Before World War II, Bulgarian industries were of minor importance. Under the socialist system industrialisation became one of the principal aims of economic policy, with particular emphasis on basic industries such as electric power, ferrous and nonferrous metallurgy, and chemicals. Central planning of management, production, and investment channeled a large portion of national resources into industry. The industrial base remained important even after Bulgaria discarded socialism for a market economy at the end of the 20th century.

Bulgaria is among Europe’s largest producers of lead, zinc and copper and produces around ten percent of the worlds hydraulic machinery. Other products include: machine tools, caustic soda, nuclear energy, military hardware/munitions and many other finished and semi-finished products.Bulgaria has many untreated or low treated resources such as Zeolite, Bentonite and many more. The country is the largest electricity exporter in South-Eastern Europe. About 14% of the total industrial production relates to machine building, and 20% of the workforce is employed in this field.
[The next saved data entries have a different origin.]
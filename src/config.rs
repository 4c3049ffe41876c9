use anyhow::{Context, Result};
use serde::Deserialize;
use std::path::Path;

/// Top-level configuration. Every section has defaults, and a missing
/// config file yields `Config::default()` — both capabilities disabled —
/// so the tabular path works with no configuration at all.
///
/// The pipeline's fixed limits (15 pages, 5 context lines, 500 fallback
/// tokens) are constants in their modules, not configuration.
#[derive(Debug, Deserialize, Clone, Default)]
pub struct Config {
    #[serde(default)]
    pub qa: CapabilityConfig,
    #[serde(default)]
    pub summarizer: CapabilityConfig,
    #[serde(default)]
    pub server: ServerConfig,
}

/// Settings for one external model capability (QA or summarization).
#[derive(Debug, Deserialize, Clone)]
pub struct CapabilityConfig {
    /// `"http"` or `"disabled"`.
    #[serde(default = "default_provider")]
    pub provider: String,
    /// Inference endpoint URL, required for the `http` provider.
    #[serde(default)]
    pub endpoint: Option<String>,
    #[serde(default = "default_timeout_secs")]
    pub timeout_secs: u64,
}

impl Default for CapabilityConfig {
    fn default() -> Self {
        Self {
            provider: "disabled".to_string(),
            endpoint: None,
            timeout_secs: 30,
        }
    }
}

impl CapabilityConfig {
    pub fn is_enabled(&self) -> bool {
        self.provider != "disabled"
    }
}

#[derive(Debug, Deserialize, Clone)]
pub struct ServerConfig {
    #[serde(default = "default_bind")]
    pub bind: String,
}

impl Default for ServerConfig {
    fn default() -> Self {
        Self {
            bind: default_bind(),
        }
    }
}

fn default_provider() -> String {
    "disabled".to_string()
}
fn default_timeout_secs() -> u64 {
    30
}
fn default_bind() -> String {
    "127.0.0.1:7340".to_string()
}

pub fn load_config(path: &Path) -> Result<Config> {
    if !path.exists() {
        return Ok(Config::default());
    }
    let content = std::fs::read_to_string(path)
        .with_context(|| format!("Failed to read config file: {}", path.display()))?;
    let config: Config = toml::from_str(&content)
        .with_context(|| format!("Failed to parse config file: {}", path.display()))?;
    Ok(config)
}
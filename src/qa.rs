//! External model capabilities: question answering and summarization.
//!
//! Defines the [`QaProvider`] and [`SummaryProvider`] traits and their
//! implementations:
//! - **http** — POSTs to a configured inference endpoint (any service
//!   exposing an extractive-QA pipeline: request `{question, context}`,
//!   response `{answer, score, start, end}`).
//! - **disabled** — returns errors; used when no endpoint is configured.
//!
//! Providers are injected into the session at construction, so tests can
//! substitute stubs. Calls are single-attempt with a timeout: capability
//! failures surface directly to the user and are never retried.

use std::sync::Arc;
use std::time::Duration;

use anyhow::bail;
use async_trait::async_trait;
use serde::Deserialize;

use crate::config::CapabilityConfig;
use crate::error::{Error, Result};
use crate::models::Answer;

/// Extractive question answering over a supplied context.
///
/// Implementations must only be called with a non-empty context; the
/// session substitutes a local "no relevant information" error instead of
/// invoking the capability on nothing.
#[async_trait]
pub trait QaProvider: Send + Sync {
    /// Provider identifier for logs and errors (e.g. `"http"`).
    fn name(&self) -> &str;

    /// Answers `question` with a span drawn from `context`.
    async fn answer(&self, question: &str, context: &str) -> Result<Answer>;
}

/// Abstractive summarization of report text.
#[async_trait]
pub trait SummaryProvider: Send + Sync {
    fn name(&self) -> &str;

    async fn summarize(&self, text: &str) -> Result<String>;
}

/// Instantiate the QA provider selected by configuration.
pub fn create_qa_provider(config: &CapabilityConfig) -> anyhow::Result<Arc<dyn QaProvider>> {
    match config.provider.as_str() {
        "http" => Ok(Arc::new(HttpQa::new(config)?)),
        "disabled" => Ok(Arc::new(DisabledQa)),
        other => bail!("Unknown qa provider: {}", other),
    }
}

/// Instantiate the summarization provider selected by configuration.
pub fn create_summary_provider(
    config: &CapabilityConfig,
) -> anyhow::Result<Arc<dyn SummaryProvider>> {
    match config.provider.as_str() {
        "http" => Ok(Arc::new(HttpSummarizer::new(config)?)),
        "disabled" => Ok(Arc::new(DisabledSummarizer)),
        other => bail!("Unknown summarizer provider: {}", other),
    }
}

// ============ Disabled Providers ============

/// QA provider used when `[qa]` is not configured. Always errors.
pub struct DisabledQa;

#[async_trait]
impl QaProvider for DisabledQa {
    fn name(&self) -> &str {
        "disabled"
    }

    async fn answer(&self, _question: &str, _context: &str) -> Result<Answer> {
        Err(Error::Capability(
            "question answering is disabled — set [qa] provider and endpoint in config".to_string(),
        ))
    }
}

/// Summarization provider used when `[summarizer]` is not configured.
pub struct DisabledSummarizer;

#[async_trait]
impl SummaryProvider for DisabledSummarizer {
    fn name(&self) -> &str {
        "disabled"
    }

    async fn summarize(&self, _text: &str) -> Result<String> {
        Err(Error::Capability(
            "summarization is disabled — set [summarizer] provider and endpoint in config"
                .to_string(),
        ))
    }
}

// ============ HTTP Providers ============

/// Answer shape returned by the inference endpoint. `score`/`start`/`end`
/// default to zero for services that only return the answer text.
#[derive(Debug, Deserialize)]
struct QaResponse {
    answer: String,
    #[serde(default)]
    score: f64,
    #[serde(default)]
    start: usize,
    #[serde(default)]
    end: usize,
}

#[derive(Debug, Deserialize)]
struct SummaryResponse {
    summary: String,
}

/// Extractive QA over a remote inference endpoint.
pub struct HttpQa {
    endpoint: String,
    client: reqwest::Client,
}

impl HttpQa {
    pub fn new(config: &CapabilityConfig) -> anyhow::Result<Self> {
        let endpoint = config
            .endpoint
            .clone()
            .ok_or_else(|| anyhow::anyhow!("qa.endpoint required for the http provider"))?;
        let client = reqwest::Client::builder()
            .timeout(Duration::from_secs(config.timeout_secs))
            .build()?;
        Ok(Self { endpoint, client })
    }
}

#[async_trait]
impl QaProvider for HttpQa {
    fn name(&self) -> &str {
        "http"
    }

    async fn answer(&self, question: &str, context: &str) -> Result<Answer> {
        let body = serde_json::json!({
            "question": question,
            "context": context,
        });

        let response = self
            .client
            .post(&self.endpoint)
            .json(&body)
            .send()
            .await
            .map_err(|e| Error::Capability(format!("QA request failed: {}", e)))?;

        let status = response.status();
        if !status.is_success() {
            let body_text = response.text().await.unwrap_or_default();
            return Err(Error::Capability(format!(
                "QA service error {}: {}",
                status, body_text
            )));
        }

        let parsed: QaResponse = response
            .json()
            .await
            .map_err(|e| Error::Capability(format!("Invalid QA response: {}", e)))?;

        Ok(Answer {
            text: parsed.answer,
            confidence: parsed.score,
            span: (parsed.start, parsed.end),
        })
    }
}

/// Summarization over a remote inference endpoint: request `{text}`,
/// response `{summary}`.
pub struct HttpSummarizer {
    endpoint: String,
    client: reqwest::Client,
}

impl HttpSummarizer {
    pub fn new(config: &CapabilityConfig) -> anyhow::Result<Self> {
        let endpoint = config
            .endpoint
            .clone()
            .ok_or_else(|| anyhow::anyhow!("summarizer.endpoint required for the http provider"))?;
        let client = reqwest::Client::builder()
            .timeout(Duration::from_secs(config.timeout_secs))
            .build()?;
        Ok(Self { endpoint, client })
    }
}

#[async_trait]
impl SummaryProvider for HttpSummarizer {
    fn name(&self) -> &str {
        "http"
    }

    async fn summarize(&self, text: &str) -> Result<String> {
        let body = serde_json::json!({ "text": text });

        let response = self
            .client
            .post(&self.endpoint)
            .json(&body)
            .send()
            .await
            .map_err(|e| Error::Capability(format!("Summarization request failed: {}", e)))?;

        let status = response.status();
        if !status.is_success() {
            let body_text = response.text().await.unwrap_or_default();
            return Err(Error::Capability(format!(
                "Summarization service error {}: {}",
                status, body_text
            )));
        }

        let parsed: SummaryResponse = response
            .json()
            .await
            .map_err(|e| Error::Capability(format!("Invalid summarization response: {}", e)))?;

        Ok(parsed.summary)
    }
}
The textile and clothing sector has become one of the Bulgaria’s most competitive industries in recent years with considerable investment, and export and employment opportunities. Bulgaria is number 1 in Eastern Europe in textile exports to the United States.The Bulgarian textile sector is very attractive for foreign investors. Some of the regional advantages that Bulgaria offers include: long lasting traditions in textile and clothing manufacturing facilities, World class quality and reasonable prices.Average monthly wage in textile and clothing is in the range of 100-200 Euros per month. Many companies are working on CM and CMT basis with foreign partners, thus constantly improving their expertise and the quality of their services.Annual growth in the Bulgarian Textile market has been 15-20 percent mainly driven by foreign investment, with Greece, Italy and Germany being by far the most active investors. With European Union entry in 2007 confirmed and a significant cost advantage, Bulgaria has become a very attractive investment location for international textile companies. Working with Bulgarian partners is very beneficial to the foreign firms, as they discover great cost savings, without seeing deterioration in quality The country has conditions favourable to the development of industry. Bulgaria is located at the crossroads of Europe and Asia which lends itself to international transport.

The country has rich mineral resources, a skilled work force,developed and improving transportation network and educational infrastructure, as well as relatively stable political and economic climate. Industry in Bulgaria can be traced back to 1833 when the Bulgarian industrialist Dobri Zheliazkov opened the first modern factory in the Balkans at Sliven. The importance of industry dramatically increased during the Socialist period. In the era of economic planning industrial production accounted for more than 50% of national GDP. The main market for Bulgarian manufactured goods now is EU. Since 2000 Bulgaria has seen heavy foreign investment and its economic fortunes have revived. Bulgarian industry today is the equal of that else were in the world. Bulgaria’s stability both politically and economically can only help the country develop further with the aid of its EU partners.